Durante la difesa Murray ha spiegato agli inquirenti che Michael Jackson era un insonne cronico che per anni ha usato il propofol per dormire, ma questa tesi è stata contestata da un’anestesista consultata dal coroner, che non ha indicato nessun utilizzo dell’anestetico come sonnifero.

“Gli unici rapporti del suo (propofol) utilizzo tra le mura domestiche sono casi di abusi, suicidi, omicidi o incidenti”, ha scritto la dottoressa Selma Calmes. “A causa dei rischi respiratori o delle complicanze cardiache”, continua la dottoressa “il propofol dovrebbe essere somministrato solo da anestesisti o personale addestrato a riconoscere tali complicazioni. Ogni volta che si somministra il propofol è necessario un monitoraggio completo del paziente”.

E nella stanza di Jackson non erano presenti tali sistemi di monitoraggio e addirittura una bombola d’ossigeno posta vicino al letto era vuota.

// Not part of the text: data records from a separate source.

//! Project manager session.
//!
//! Couples the REST client with the local board. The board only changes
//! after the server has accepted the request.

use tracing::info;

use super::http::ApiClient;
use crate::core::project::{Project, ProjectId};
use crate::error::Result;
use crate::view::board::ProjectBoard;
use crate::view::form::ProjectForm;

/// Project manager: form → action → REST call → board update
#[derive(Debug, Clone)]
pub struct ProjectManager {
    client: ApiClient,
    board: ProjectBoard,
}

impl ProjectManager {
    /// Create a manager with an empty board
    pub fn new(client: ApiClient) -> Self {
        Self {
            client,
            board: ProjectBoard::new(),
        }
    }

    /// Local board
    pub fn board(&self) -> &ProjectBoard {
        &self.board
    }

    /// REST client
    pub fn client(&self) -> &ApiClient {
        &self.client
    }

    /// Replace the board with the server's list
    pub async fn refresh(&mut self) -> Result<&ProjectBoard> {
        let projects = self.client.list_projects().await?;
        info!(count = projects.len(), "projects refreshed");
        self.board.replace(projects);
        Ok(&self.board)
    }

    /// Submit the form and append the created project.
    ///
    /// The form is only cleared when the server accepted the project.
    pub async fn add(&mut self, form: &mut ProjectForm) -> Result<Project> {
        let mut draft = form.clone();
        let payload = draft.submit()?;

        let project = self.client.add_project(&payload).await?;
        info!(id = %project.id, name = %project.name, "project added");

        *form = draft;
        self.board.apply_added(project.clone());
        Ok(project)
    }

    /// Delete a project and drop it from the board
    pub async fn delete(&mut self, id: ProjectId) -> Result<()> {
        self.client.delete_project(id).await?;
        info!(%id, "project deleted");
        self.board.apply_deleted(id);
        Ok(())
    }
}
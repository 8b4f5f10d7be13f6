//! Threshold alert rules and the alert archive.
//!
//! Rules derive alerts from metric blocks; the archive writes a batch of
//! alerts to a timestamped JSON file.

use chrono::{DateTime, Utc};
use serde::{Deserialize, Serialize};
use std::path::{Path, PathBuf};

use tracing::{debug, info};

use super::data::{Alert, AlertSeverity, DashboardData};
use crate::error::Result;

// ═══════════════════════════════════════════════════════════════════════════════
// THRESHOLDS
// ═══════════════════════════════════════════════════════════════════════════════

/// Default open-issue threshold per subsystem
pub const DEFAULT_OPEN_ISSUES_THRESHOLD: u64 = 10;

/// Alert thresholds
#[derive(Debug, Clone, Copy, PartialEq, Eq, Serialize, Deserialize)]
pub struct AlertThresholds {
    /// Open issues above this value raise a high alert
    pub open_issues: u64,
}

impl Default for AlertThresholds {
    fn default() -> Self {
        Self {
            open_issues: DEFAULT_OPEN_ISSUES_THRESHOLD,
        }
    }
}

// ═══════════════════════════════════════════════════════════════════════════════
// RULES
// ═══════════════════════════════════════════════════════════════════════════════

/// Derives alerts from dashboard metrics
#[derive(Debug, Clone, Copy, Default, PartialEq, Eq)]
pub struct AlertRules {
    thresholds: AlertThresholds,
}

impl AlertRules {
    /// Create rules with the given thresholds
    pub fn new(thresholds: AlertThresholds) -> Self {
        Self { thresholds }
    }

    /// Get thresholds
    pub fn thresholds(&self) -> &AlertThresholds {
        &self.thresholds
    }

    /// Alerts for every subsystem over threshold
    pub fn evaluate(&self, data: &DashboardData) -> Vec<Alert> {
        let limit = self.thresholds.open_issues;

        data.metrics()
            .iter()
            .filter(|(_, block)| block.open_issues > limit)
            .map(|(subsystem, block)| {
                Alert::new(
                    AlertSeverity::High,
                    format!("High number of open issues in {}", subsystem.label()),
                    format!(
                        "There are {} open issues (threshold: {})",
                        block.open_issues, limit
                    ),
                )
            })
            .collect()
    }

    /// Append derived alerts after the source alerts, skipping duplicate titles
    pub fn annotate(&self, mut data: DashboardData) -> DashboardData {
        let derived = self.evaluate(&data);
        for alert in derived {
            if data.alerts.iter().any(|a| a.title == alert.title) {
                continue;
            }
            debug!(title = %alert.title, "derived alert");
            data.alerts.push(alert);
        }
        data
    }
}

// ═══════════════════════════════════════════════════════════════════════════════
// ARCHIVE
// ═══════════════════════════════════════════════════════════════════════════════

/// Writes alert batches to `<dir>/alerts_<YYYYmmdd_HHMM>.json`
#[derive(Debug, Clone)]
pub struct AlertArchive {
    dir: PathBuf,
}

impl AlertArchive {
    /// Create an archive rooted at `dir`
    pub fn new(dir: impl Into<PathBuf>) -> Self {
        Self { dir: dir.into() }
    }

    /// Archive directory
    pub fn dir(&self) -> &Path {
        &self.dir
    }

    /// File path used for a batch saved at `now`
    pub fn path_for(&self, now: DateTime<Utc>) -> PathBuf {
        self.dir
            .join(format!("alerts_{}.json", now.format("%Y%m%d_%H%M")))
    }

    /// Save a batch; empty batches are not written
    pub fn save(&self, alerts: &[Alert], now: DateTime<Utc>) -> Result<Option<PathBuf>> {
        if alerts.is_empty() {
            return Ok(None);
        }

        std::fs::create_dir_all(&self.dir)?;
        let path = self.path_for(now);
        let content = serde_json::to_string_pretty(alerts)?;
        std::fs::write(&path, content)?;

        info!(count = alerts.len(), path = %path.display(), "alerts archived");
        Ok(Some(path))
    }
}

// ═══════════════════════════════════════════════════════════════════════════════
// TESTS
// ═══════════════════════════════════════════════════════════════════════════════

#[cfg(test)]
mod tests {
    use super::*;
    use crate::dashboard::data::MetricBlock;
    use chrono::TimeZone;

    fn now() -> DateTime<Utc> {
        Utc.with_ymd_and_hms(2024, 3, 9, 8, 5, 0).unwrap()
    }

    fn data_with_issues(pos: u64, ai: u64, chain: u64) -> DashboardData {
        let mut data = DashboardData::placeholder(now());
        data.pos = MetricBlock::new("healthy", pos, now());
        data.ai = MetricBlock::new("healthy", ai, now());
        data.blockchain = MetricBlock::new("healthy", chain, now());
        data
    }

    #[test]
    fn test_threshold_is_strict() {
        let rules = AlertRules::default();
        assert!(rules.evaluate(&data_with_issues(10, 0, 0)).is_empty());

        let alerts = rules.evaluate(&data_with_issues(11, 0, 25));
        assert_eq!(alerts.len(), 2);
        assert_eq!(alerts[0].title, "High number of open issues in POS");
        assert_eq!(alerts[0].message, "There are 11 open issues (threshold: 10)");
        assert_eq!(alerts[1].title, "High number of open issues in Blockchain");
        assert!(alerts.iter().all(|a| a.severity.is_high()));
    }

    #[test]
    fn test_custom_threshold() {
        let rules = AlertRules::new(AlertThresholds { open_issues: 2 });
        assert_eq!(rules.evaluate(&data_with_issues(3, 3, 1)).len(), 2);
    }

    #[test]
    fn test_annotate_appends_without_duplicates() {
        let rules = AlertRules::default();
        let mut data = data_with_issues(0, 40, 0);
        data.alerts.push(Alert::new(AlertSeverity::Low, "Deploy done", "v1.2"));

        let annotated = rules.annotate(data);
        assert_eq!(annotated.alerts.len(), 2);
        assert_eq!(annotated.alerts[0].title, "Deploy done");

        let again = rules.annotate(annotated.clone());
        assert_eq!(again.alerts, annotated.alerts);
    }

    #[test]
    fn test_archive_writes_timestamped_file() {
        let dir = tempfile::tempdir().unwrap();
        let archive = AlertArchive::new(dir.path().join("alerts"));
        let alerts = vec![Alert::new(AlertSeverity::High, "t", "m")];

        let path = archive.save(&alerts, now()).unwrap().unwrap();
        assert!(path.ends_with("alerts_20240309_0805.json"));

        let saved: Vec<Alert> =
            serde_json::from_str(&std::fs::read_to_string(&path).unwrap()).unwrap();
        assert_eq!(saved, alerts);
    }

    #[test]
    fn test_archive_skips_empty_batch() {
        let dir = tempfile::tempdir().unwrap();
        let archive = AlertArchive::new(dir.path().join("alerts"));

        assert_eq!(archive.save(&[], now()).unwrap(), None);
        assert!(!archive.dir().exists());
    }
}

Durante l’indagine non sono emersi elementi che facciano pensare che Murray abbia agito intenzionalmente, ma è stato stabilito che la causa della morte della popstar è stata una forte negligenza del medico nel somministrare un farmaco senza la dovuta competenza e senza le dovute precauzioni.

Ora rimane il processo, ma se la Corte darà ragione al procuratore, il medico rischia fino a 4 anni di prigione. Intanto Murray, con una cauzione fissata a 75.000$, rischia anche di veder penalizzata la sua carriera di medico perché, come gli ha spiegato Keith L. Schwartz, giudice dell’Alta Corte di Los Angeles, quando si è rivolta al medico dicendogli “non voglio che tu possa sedare le persone”.